Could you filter the data below down to the lines that hold the word "neighbours"?

__Data records__:
----------------------------------------
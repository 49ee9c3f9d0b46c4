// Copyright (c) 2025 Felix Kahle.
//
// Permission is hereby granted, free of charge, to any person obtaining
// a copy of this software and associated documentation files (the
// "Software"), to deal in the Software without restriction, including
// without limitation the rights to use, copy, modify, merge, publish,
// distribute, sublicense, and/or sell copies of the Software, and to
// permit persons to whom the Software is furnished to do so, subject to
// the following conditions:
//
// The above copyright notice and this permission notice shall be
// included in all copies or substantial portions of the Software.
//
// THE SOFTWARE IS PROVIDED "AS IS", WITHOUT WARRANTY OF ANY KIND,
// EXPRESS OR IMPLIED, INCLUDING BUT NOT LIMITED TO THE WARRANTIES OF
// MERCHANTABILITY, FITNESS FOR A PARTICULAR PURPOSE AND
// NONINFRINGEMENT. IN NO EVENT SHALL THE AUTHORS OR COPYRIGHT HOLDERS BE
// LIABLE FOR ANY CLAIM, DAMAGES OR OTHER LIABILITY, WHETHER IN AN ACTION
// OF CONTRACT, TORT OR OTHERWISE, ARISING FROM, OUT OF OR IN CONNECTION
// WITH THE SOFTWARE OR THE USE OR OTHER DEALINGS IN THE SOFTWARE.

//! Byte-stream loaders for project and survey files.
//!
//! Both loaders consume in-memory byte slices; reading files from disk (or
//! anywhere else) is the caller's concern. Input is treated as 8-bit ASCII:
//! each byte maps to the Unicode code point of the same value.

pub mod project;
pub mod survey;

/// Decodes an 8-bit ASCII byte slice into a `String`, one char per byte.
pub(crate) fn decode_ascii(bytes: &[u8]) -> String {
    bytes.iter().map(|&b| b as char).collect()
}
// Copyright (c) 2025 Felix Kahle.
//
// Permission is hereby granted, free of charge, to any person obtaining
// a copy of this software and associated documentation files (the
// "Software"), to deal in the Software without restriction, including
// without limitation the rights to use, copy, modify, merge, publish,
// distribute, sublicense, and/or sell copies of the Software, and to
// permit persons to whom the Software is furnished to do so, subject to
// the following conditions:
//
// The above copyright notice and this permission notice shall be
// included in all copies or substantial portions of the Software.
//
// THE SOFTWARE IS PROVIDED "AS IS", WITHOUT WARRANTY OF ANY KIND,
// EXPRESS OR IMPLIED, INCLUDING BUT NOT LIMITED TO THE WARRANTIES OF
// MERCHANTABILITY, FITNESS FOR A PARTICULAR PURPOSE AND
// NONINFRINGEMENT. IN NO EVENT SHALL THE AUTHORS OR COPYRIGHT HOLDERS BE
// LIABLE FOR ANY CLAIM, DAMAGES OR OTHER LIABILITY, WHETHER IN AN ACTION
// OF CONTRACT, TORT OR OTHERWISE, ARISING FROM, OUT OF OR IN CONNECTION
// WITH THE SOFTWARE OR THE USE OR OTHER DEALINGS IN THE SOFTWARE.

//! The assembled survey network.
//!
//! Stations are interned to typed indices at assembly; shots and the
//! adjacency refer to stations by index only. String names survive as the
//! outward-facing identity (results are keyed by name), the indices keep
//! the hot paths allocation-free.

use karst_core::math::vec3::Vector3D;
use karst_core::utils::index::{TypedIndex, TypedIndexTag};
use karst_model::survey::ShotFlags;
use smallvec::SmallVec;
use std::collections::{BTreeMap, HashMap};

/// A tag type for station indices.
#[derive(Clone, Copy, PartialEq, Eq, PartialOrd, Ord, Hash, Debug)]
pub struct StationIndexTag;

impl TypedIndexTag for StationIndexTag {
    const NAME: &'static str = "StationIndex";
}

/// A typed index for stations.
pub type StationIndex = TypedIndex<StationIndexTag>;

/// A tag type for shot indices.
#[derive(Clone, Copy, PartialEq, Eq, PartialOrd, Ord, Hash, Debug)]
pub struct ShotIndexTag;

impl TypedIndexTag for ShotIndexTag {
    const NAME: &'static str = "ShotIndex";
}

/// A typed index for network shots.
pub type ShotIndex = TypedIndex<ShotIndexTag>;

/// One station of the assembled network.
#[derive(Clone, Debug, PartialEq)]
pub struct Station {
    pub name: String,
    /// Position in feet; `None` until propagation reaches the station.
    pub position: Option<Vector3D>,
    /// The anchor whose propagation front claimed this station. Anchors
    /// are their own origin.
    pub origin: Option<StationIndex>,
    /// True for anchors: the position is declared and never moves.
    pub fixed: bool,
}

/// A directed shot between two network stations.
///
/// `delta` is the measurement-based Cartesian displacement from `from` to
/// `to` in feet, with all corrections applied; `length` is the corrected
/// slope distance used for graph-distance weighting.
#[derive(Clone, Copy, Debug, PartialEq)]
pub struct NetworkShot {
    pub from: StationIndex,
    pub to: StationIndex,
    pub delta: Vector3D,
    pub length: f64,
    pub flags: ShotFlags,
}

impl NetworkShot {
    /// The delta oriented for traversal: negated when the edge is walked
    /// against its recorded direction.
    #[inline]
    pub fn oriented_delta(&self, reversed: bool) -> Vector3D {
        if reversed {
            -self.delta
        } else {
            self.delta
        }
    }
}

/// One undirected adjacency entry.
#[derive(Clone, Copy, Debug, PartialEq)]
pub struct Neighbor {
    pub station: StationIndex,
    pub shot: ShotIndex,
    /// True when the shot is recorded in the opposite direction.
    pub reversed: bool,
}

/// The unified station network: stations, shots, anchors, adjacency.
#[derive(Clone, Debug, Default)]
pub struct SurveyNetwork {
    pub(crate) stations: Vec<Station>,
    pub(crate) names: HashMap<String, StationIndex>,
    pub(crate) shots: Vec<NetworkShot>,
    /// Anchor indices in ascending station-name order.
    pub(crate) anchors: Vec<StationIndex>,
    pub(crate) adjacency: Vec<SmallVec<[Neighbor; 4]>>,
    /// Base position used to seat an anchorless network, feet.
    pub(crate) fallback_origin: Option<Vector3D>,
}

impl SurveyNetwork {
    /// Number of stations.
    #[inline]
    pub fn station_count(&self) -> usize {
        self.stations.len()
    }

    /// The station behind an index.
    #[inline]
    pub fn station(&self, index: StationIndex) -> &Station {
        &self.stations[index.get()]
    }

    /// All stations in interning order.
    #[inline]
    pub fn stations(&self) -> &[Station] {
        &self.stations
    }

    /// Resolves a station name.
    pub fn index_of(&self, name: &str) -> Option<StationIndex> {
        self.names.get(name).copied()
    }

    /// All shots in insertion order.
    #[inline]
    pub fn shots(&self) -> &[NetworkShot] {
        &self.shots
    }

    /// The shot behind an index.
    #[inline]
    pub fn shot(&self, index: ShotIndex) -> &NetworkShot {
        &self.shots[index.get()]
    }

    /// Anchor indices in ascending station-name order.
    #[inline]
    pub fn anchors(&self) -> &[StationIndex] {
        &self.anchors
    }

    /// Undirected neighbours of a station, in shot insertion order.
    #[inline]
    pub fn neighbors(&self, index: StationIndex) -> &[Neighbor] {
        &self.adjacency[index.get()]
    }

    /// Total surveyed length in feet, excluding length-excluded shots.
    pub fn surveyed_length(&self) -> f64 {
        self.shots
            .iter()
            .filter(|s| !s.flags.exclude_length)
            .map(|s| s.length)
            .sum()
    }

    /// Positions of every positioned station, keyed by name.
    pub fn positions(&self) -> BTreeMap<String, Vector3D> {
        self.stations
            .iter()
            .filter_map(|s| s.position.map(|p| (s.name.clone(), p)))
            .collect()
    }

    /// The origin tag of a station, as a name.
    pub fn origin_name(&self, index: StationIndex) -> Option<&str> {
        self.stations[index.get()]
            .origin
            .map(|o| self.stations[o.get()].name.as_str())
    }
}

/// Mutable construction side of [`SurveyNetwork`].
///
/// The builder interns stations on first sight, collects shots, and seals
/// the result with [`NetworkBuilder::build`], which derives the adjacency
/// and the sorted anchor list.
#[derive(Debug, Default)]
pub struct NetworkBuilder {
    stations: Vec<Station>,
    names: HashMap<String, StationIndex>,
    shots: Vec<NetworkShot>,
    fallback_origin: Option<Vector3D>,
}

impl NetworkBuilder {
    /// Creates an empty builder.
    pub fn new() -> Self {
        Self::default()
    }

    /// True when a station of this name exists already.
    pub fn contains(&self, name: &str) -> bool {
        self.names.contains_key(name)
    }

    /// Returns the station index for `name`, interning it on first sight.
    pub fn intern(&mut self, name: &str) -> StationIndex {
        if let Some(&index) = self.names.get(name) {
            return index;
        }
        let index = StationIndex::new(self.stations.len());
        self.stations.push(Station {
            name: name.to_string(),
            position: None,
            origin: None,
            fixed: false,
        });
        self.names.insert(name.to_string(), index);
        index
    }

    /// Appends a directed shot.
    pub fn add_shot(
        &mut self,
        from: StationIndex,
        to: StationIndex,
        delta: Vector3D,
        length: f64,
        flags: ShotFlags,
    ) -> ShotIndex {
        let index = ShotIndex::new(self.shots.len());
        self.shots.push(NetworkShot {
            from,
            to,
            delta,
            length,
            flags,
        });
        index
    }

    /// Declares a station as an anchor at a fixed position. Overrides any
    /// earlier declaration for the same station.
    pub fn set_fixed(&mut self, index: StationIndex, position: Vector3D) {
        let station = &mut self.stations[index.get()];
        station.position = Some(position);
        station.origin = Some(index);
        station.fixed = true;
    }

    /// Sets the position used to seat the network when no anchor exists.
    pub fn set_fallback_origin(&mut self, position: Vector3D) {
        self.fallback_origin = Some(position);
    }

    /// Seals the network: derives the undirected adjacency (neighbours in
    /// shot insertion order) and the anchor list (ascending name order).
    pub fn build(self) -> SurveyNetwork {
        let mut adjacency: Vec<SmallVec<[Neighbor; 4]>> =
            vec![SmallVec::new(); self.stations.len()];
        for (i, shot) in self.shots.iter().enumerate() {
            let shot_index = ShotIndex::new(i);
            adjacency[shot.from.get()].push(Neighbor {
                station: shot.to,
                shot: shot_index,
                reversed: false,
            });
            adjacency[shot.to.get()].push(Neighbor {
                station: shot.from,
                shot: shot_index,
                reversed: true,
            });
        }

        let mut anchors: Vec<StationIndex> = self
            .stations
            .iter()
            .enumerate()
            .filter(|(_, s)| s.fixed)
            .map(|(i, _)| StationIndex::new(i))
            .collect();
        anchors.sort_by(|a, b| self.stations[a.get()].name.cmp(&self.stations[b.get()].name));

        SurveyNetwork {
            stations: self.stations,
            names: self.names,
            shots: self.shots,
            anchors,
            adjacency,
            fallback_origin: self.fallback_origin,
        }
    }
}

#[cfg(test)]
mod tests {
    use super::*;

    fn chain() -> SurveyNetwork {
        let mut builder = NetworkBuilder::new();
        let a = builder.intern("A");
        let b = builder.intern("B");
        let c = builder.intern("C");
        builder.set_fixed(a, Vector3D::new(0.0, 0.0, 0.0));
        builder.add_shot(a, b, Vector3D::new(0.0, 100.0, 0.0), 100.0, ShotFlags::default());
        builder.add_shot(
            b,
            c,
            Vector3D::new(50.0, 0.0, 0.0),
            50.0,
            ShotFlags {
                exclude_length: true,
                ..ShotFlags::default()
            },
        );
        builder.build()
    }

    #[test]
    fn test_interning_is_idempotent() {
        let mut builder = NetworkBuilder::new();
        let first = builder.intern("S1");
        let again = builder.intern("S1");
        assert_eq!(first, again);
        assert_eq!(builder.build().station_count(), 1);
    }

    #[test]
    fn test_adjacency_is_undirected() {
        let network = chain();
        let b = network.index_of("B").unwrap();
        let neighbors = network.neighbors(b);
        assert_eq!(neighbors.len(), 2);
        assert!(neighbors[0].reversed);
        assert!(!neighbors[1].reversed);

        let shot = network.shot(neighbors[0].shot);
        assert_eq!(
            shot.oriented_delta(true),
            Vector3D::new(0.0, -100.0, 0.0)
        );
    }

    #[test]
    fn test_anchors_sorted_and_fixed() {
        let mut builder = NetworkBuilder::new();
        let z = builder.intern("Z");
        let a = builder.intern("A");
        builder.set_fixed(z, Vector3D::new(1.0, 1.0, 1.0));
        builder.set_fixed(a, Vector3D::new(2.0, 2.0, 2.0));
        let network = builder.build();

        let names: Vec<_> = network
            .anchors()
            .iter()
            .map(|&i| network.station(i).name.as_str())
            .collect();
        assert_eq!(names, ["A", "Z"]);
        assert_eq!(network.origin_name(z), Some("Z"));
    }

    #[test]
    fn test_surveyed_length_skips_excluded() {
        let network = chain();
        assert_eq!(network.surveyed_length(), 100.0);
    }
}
----------------------------------------
__Response area__:
    /// Undirected neighbours of a station, in shot insertion order.
    /// Seals the network: derives the undirected adjacency (neighbours in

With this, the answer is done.